-- ASSIGNED TASK --
Every entry below must be transcribed exactly, with no line missing.
[[ INFORMATION open ]]
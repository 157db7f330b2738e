//! ListProjectsHandler - Query handler for the project list.

use std::sync::Arc;

use crate::domain::foundation::DomainError;
use crate::domain::project::ProjectDocument;
use crate::ports::ProjectRepository;

pub struct ListProjectsHandler {
    repository: Arc<dyn ProjectRepository>,
}

impl ListProjectsHandler {
    pub fn new(repository: Arc<dyn ProjectRepository>) -> Self {
        Self { repository }
    }

    /// All readable projects, ordered by business name.
    pub async fn handle(&self) -> Result<Vec<ProjectDocument>, DomainError> {
        let mut projects = self.repository.list().await?;
        projects.sort_by(|a, b| a.business.name.cmp(&b.business.name));
        Ok(projects)
    }
}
[[ INFORMATION closed ]]
-- PROBLEM SOLUTION --
repository 157db7f330b2738e
//! ListProjectsHandler - Query handler for the project list.

use std::sync::Arc;

use crate::domain::foundation::DomainError;
use crate::domain::project::ProjectDocument;
use crate::ports::ProjectRepository;

pub struct ListProjectsHandler {
    repository: Arc<dyn ProjectRepository>,
}

impl ListProjectsHandler {
    pub fn new(repository: Arc<dyn ProjectRepository>) -> Self {
        Self { repository }
    }

    /// All readable projects, ordered by business name.
    pub async fn handle(&self) -> Result<Vec<ProjectDocument>, DomainError> {
        let mut projects = self.repository.list().await?;
        projects.sort_by(|a, b| a.business.name.cmp(&b.business.name));
        Ok(projects)
    }
}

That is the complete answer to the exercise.